■ Task statement:
In the material below, find how many lines contain the string "ApiError". Write only that number.

■ Exercise data:
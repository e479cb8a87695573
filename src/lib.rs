pub mod api;
pub mod config;
pub mod map;
pub mod scheduler;
pub mod selection;
pub mod view;

pub use config::Config;
use thiserror::Error;

#[derive(Debug, Error)]
pub enum ApiError {
    #[error("{resource} returned {code}: {message}")]
    Status {
        resource: String,
        code: u16,
        message: String,
    },
    #[error("request to {resource} failed: {message}")]
    Transport { resource: String, message: String },
    #[error("invalid response from {resource}: {message}")]
    Decode { resource: String, message: String },
    #[error("invalid service url: {0}")]
    InvalidUrl(String),
}

impl ApiError {
    /// HTTP status of the failure, when the service answered at all.
    pub fn code(&self) -> Option<u16> {
        match self {
            ApiError::Status { code, .. } => Some(*code),
            _ => None,
        }
    }
}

■ Result for this exercise:
3